PROBLEM REQUIREMENTS:
Find the word "changed" in the data below and copy each line that holds it.

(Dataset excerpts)
*** Block opens ***

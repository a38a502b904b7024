//! HTTP transport
//!
//! `POST /mcp` answers one JSON-RPC request body exactly like a stdio line
//! and always replies 200 with a JSON-RPC body. `/health` and `/status`
//! live in [`status`].

pub mod status;

use crate::extractor::{ExtractionResult, PostExtraction};
use crate::mcp::{JsonRpcResponse, McpServer};
use axum::extract::{FromRef, State};
use axum::routing::{get, post};
use axum::{Json, Router};
use std::sync::Arc;
use std::time::Instant;
use tower_http::cors::CorsLayer;
use tower_http::trace::TraceLayer;
use tracing::instrument;

pub use status::{
    health_handler, status_handler, ExtractionCounts, HealthResponse, LatencyHistogram,
    LatencySummary, ServerMetrics, ServiceInfo, StatusResponse,
};

/// Extractor wrapper feeding [`ServerMetrics`]
pub struct MeteredExtractor<X> {
    inner: X,
    metrics: Arc<ServerMetrics>,
}

impl<X: PostExtraction> MeteredExtractor<X> {
    /// Wrap `inner`, recording into `metrics`
    pub fn new(inner: X, metrics: Arc<ServerMetrics>) -> Self {
        Self { inner, metrics }
    }
}

impl<X: PostExtraction> PostExtraction for MeteredExtractor<X> {
    async fn extract(&self, url: &str) -> ExtractionResult {
        let start = Instant::now();
        let result = self.inner.extract(url).await;
        self.metrics.record_extraction(start.elapsed(), result.success);
        result
    }
}

/// Shared state of the HTTP transport
pub struct AppState<X> {
    /// Protocol server behind `/mcp`
    pub server: Arc<McpServer<MeteredExtractor<X>>>,
    /// Counters behind `/status`
    pub metrics: Arc<ServerMetrics>,
}

impl<X: PostExtraction> AppState<X> {
    /// Build state around `extractor`
    pub fn new(extractor: X) -> Self {
        let metrics = Arc::new(ServerMetrics::new());
        let server = McpServer::new(MeteredExtractor::new(extractor, Arc::clone(&metrics)));
        Self {
            server: Arc::new(server),
            metrics,
        }
    }
}

impl<X> Clone for AppState<X> {
    fn clone(&self) -> Self {
        Self {
            server: Arc::clone(&self.server),
            metrics: Arc::clone(&self.metrics),
        }
    }
}

impl<X> FromRef<AppState<X>> for Arc<ServerMetrics> {
    fn from_ref(state: &AppState<X>) -> Self {
        Arc::clone(&state.metrics)
    }
}

/// `POST /mcp`
#[instrument(skip_all)]
pub async fn mcp_handler<X: PostExtraction + 'static>(
    State(state): State<AppState<X>>,
    body: String,
) -> Json<JsonRpcResponse> {
    Json(state.server.handle_line(&body).await)
}

/// Router with all HTTP routes
pub fn router<X: PostExtraction + 'static>(state: AppState<X>) -> Router {
    Router::new()
        .route("/mcp", post(mcp_handler::<X>))
        .route("/health", get(health_handler))
        .route("/status", get(status_handler))
        .layer(TraceLayer::new_for_http())
        .layer(CorsLayer::permissive())
        .with_state(state)
}

#[cfg(test)]
mod tests {
    use super::*;
    use crate::error::ExtractionError;
    use crate::extraction::PostContent;
    use axum::body::{to_bytes, Body};
    use axum::http::{Request, StatusCode};
    use pretty_assertions::assert_eq;
    use serde_json::{json, Value};
    use tower::ServiceExt;

    struct FixedExtractor;

    impl PostExtraction for FixedExtractor {
        async fn extract(&self, url: &str) -> ExtractionResult {
            if url.contains("/posts/") {
                ExtractionResult::success(
                    url,
                    PostContent {
                        text: Some("A post about Rust".to_string()),
                        ..Default::default()
                    },
                )
            } else {
                ExtractionResult::failure(url, ExtractionError::InvalidUrl)
            }
        }
    }

    async fn body_json(response: axum::response::Response) -> Value {
        let bytes = to_bytes(response.into_body(), usize::MAX).await.unwrap();
        serde_json::from_slice(&bytes).unwrap()
    }

    fn mcp_request(body: &str) -> Request<Body> {
        Request::builder()
            .method("POST")
            .uri("/mcp")
            .header("content-type", "application/json")
            .body(Body::from(body.to_string()))
            .unwrap()
    }

    #[tokio::test]
    async fn test_health_route() {
        let app = router(AppState::new(FixedExtractor));
        let response = app
            .oneshot(Request::builder().uri("/health").body(Body::empty()).unwrap())
            .await
            .unwrap();

        assert_eq!(response.status(), StatusCode::OK);
        assert_eq!(
            body_json(response).await,
            json!({"status": "healthy", "service": "linkedin-post-extractor"})
        );
    }

    #[tokio::test]
    async fn test_mcp_route_counts_extractions() {
        let state = AppState::new(FixedExtractor);
        let app = router(state.clone());

        let response = app
            .clone()
            .oneshot(mcp_request(
                r#"{"jsonrpc":"2.0","id":1,"method":"get_linkedin_post_text","params":{"url":"https://www.linkedin.com/posts/x"}}"#,
            ))
            .await
            .unwrap();
        assert_eq!(response.status(), StatusCode::OK);
        let value = body_json(response).await;
        assert_eq!(value["result"]["success"], json!(true));

        app.clone()
            .oneshot(mcp_request(
                r#"{"jsonrpc":"2.0","id":2,"method":"get_linkedin_post_text","params":{"url":"https://example.com"}}"#,
            ))
            .await
            .unwrap();

        assert_eq!(
            state.metrics.counts(),
            ExtractionCounts {
                succeeded: 1,
                failed: 1
            }
        );

        let response = app
            .oneshot(Request::builder().uri("/status").body(Body::empty()).unwrap())
            .await
            .unwrap();
        let status = body_json(response).await;
        assert_eq!(status["extractions"], json!({"succeeded": 1, "failed": 1}));
        assert_eq!(status["latency"]["samples"], json!(2));
    }

    #[tokio::test]
    async fn test_mcp_route_protocol_error_is_http_ok() {
        let app = router(AppState::new(FixedExtractor));
        let response = app.oneshot(mcp_request("{broken")).await.unwrap();

        assert_eq!(response.status(), StatusCode::OK);
        let value = body_json(response).await;
        assert_eq!(value["error"]["code"], json!(-32700));
        assert_eq!(value["id"], Value::Null);
    }
}
//! # Component Block Layout
//!
//! Every slot owns one fixed-size block. Offsets are bytes from the block
//! base; every `f64`/`u64` field sits on an 8-byte boundary and every block
//! starts on a cache line.
//!
//! ```text
//!   0 ┌──────────────────────────────┐
//!     │ current transform      (40)  │ x y z:f64  yaw pitch roll:f32  flags:u32
//!  40 ├──────────────────────────────┤
//!     │ previous transform     (40)  │ same layout, written only by copy_to_previous
//!  80 ├──────────────────────────────┤
//!     │ velocity               (32)  │ vx vy vz:f64  |v|:f32  pad
//! 112 ├──────────────────────────────┤
//!     │ acceleration           (24)  │ ax ay az:f64
//! 136 ├──────────────────────────────┤
//!     │ metadata               (24)  │ ext id:i32  int id:u32  dirty:u64  tick:u64
//! 160 ├──────────────────────────────┤
//!     │ padding to cache line        │
//! 192 └──────────────────────────────┘
//! ```

use std::ops::{BitAnd, BitOr, BitOrAssign, Not};

/// Cache line size the arena aligns to.
pub const CACHE_LINE: usize = 64;

/// Size of one transform region.
pub const TRANSFORM_SIZE: usize = 40;

/// Region offsets within a block.
pub mod region {
    /// Current transform.
    pub const CURRENT: usize = 0;
    /// Previous transform (interpolation source).
    pub const PREVIOUS: usize = 40;
    /// Velocity plus cached magnitude.
    pub const VELOCITY: usize = 80;
    /// Acceleration.
    pub const ACCELERATION: usize = 112;
    /// Metadata.
    pub const METADATA: usize = 136;
    /// First byte past the metadata.
    pub const END: usize = 160;
}

/// Field offsets within a transform region.
pub mod transform {
    /// Position X (f64).
    pub const X: usize = 0;
    /// Position Y (f64).
    pub const Y: usize = 8;
    /// Position Z (f64).
    pub const Z: usize = 16;
    /// Yaw (f32).
    pub const YAW: usize = 24;
    /// Pitch (f32).
    pub const PITCH: usize = 28;
    /// Roll (f32).
    pub const ROLL: usize = 32;
    /// Host flag word (u32).
    pub const FLAGS: usize = 36;
}

/// Field offsets within the velocity region.
pub mod velocity {
    /// X (f64).
    pub const X: usize = 0;
    /// Y (f64).
    pub const Y: usize = 8;
    /// Z (f64).
    pub const Z: usize = 16;
    /// Cached magnitude (f32).
    pub const MAGNITUDE: usize = 24;
}

/// Field offsets within the metadata region.
pub mod metadata {
    /// External id (i32).
    pub const EXTERNAL_ID: usize = 0;
    /// Internal id (u32).
    pub const INTERNAL_ID: usize = 4;
    /// Dirty/flag bitset (u64).
    pub const DIRTY: usize = 8;
    /// Tick of the last inbound sync (u64).
    pub const LAST_SYNC_TICK: usize = 16;
}

/// Block size, rounded up to whole cache lines.
pub const BLOCK_SIZE: usize = (region::END + CACHE_LINE - 1) & !(CACHE_LINE - 1);

const _: () = assert!(BLOCK_SIZE == 192);
const _: () = assert!(region::PREVIOUS == region::CURRENT + TRANSFORM_SIZE);
const _: () = assert!((region::METADATA + metadata::DIRTY) % 8 == 0);
const _: () = assert!(region::VELOCITY % 8 == 0 && region::ACCELERATION % 8 == 0);

/// Per-slot dirty bitset stored in the metadata region.
#[derive(Clone, Copy, Debug, Default, PartialEq, Eq, Hash)]
#[repr(transparent)]
pub struct DirtyFlags(u64);

impl DirtyFlags {
    /// Nothing changed.
    pub const NONE: Self = Self(0);
    /// Current position changed in the arena.
    pub const POSITION: Self = Self(1 << 0);
    /// Current yaw/pitch/roll changed in the arena.
    pub const ORIENTATION: Self = Self(1 << 1);
    /// Velocity changed in the arena.
    pub const VELOCITY: Self = Self(1 << 2);
    /// Position or orientation changed.
    pub const TRANSFORM: Self = Self(Self::POSITION.0 | Self::ORIENTATION.0);
    /// Every bit outbound sync consumes.
    pub const SYNC: Self = Self(Self::TRANSFORM.0 | Self::VELOCITY.0);
    /// Slot is being torn down.
    pub const PENDING_REMOVAL: Self = Self(1 << 63);

    /// Wraps raw bits.
    #[inline]
    #[must_use]
    pub const fn from_bits(bits: u64) -> Self {
        Self(bits)
    }

    /// Raw bits.
    #[inline]
    #[must_use]
    pub const fn bits(self) -> u64 {
        self.0
    }

    /// True if no bit is set.
    #[inline]
    #[must_use]
    pub const fn is_empty(self) -> bool {
        self.0 == 0
    }

    /// True if every bit of `other` is set.
    #[inline]
    #[must_use]
    pub const fn contains(self, other: Self) -> bool {
        self.0 & other.0 == other.0
    }

    /// True if any bit of `other` is set.
    #[inline]
    #[must_use]
    pub const fn intersects(self, other: Self) -> bool {
        self.0 & other.0 != 0
    }
}

impl BitOr for DirtyFlags {
    type Output = Self;
    fn bitor(self, rhs: Self) -> Self {
        Self(self.0 | rhs.0)
    }
}

impl BitOrAssign for DirtyFlags {
    fn bitor_assign(&mut self, rhs: Self) {
        self.0 |= rhs.0;
    }
}

impl BitAnd for DirtyFlags {
    type Output = Self;
    fn bitand(self, rhs: Self) -> Self {
        Self(self.0 & rhs.0)
    }
}

impl Not for DirtyFlags {
    type Output = Self;
    fn not(self) -> Self {
        Self(!self.0)
    }
}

*** Block closes ***

TASK SOLUTION:
    /// Nothing changed.
    /// Current position changed in the arena.
    /// Current yaw/pitch/roll changed in the arena.
    /// Velocity changed in the arena.
    /// Position or orientation changed.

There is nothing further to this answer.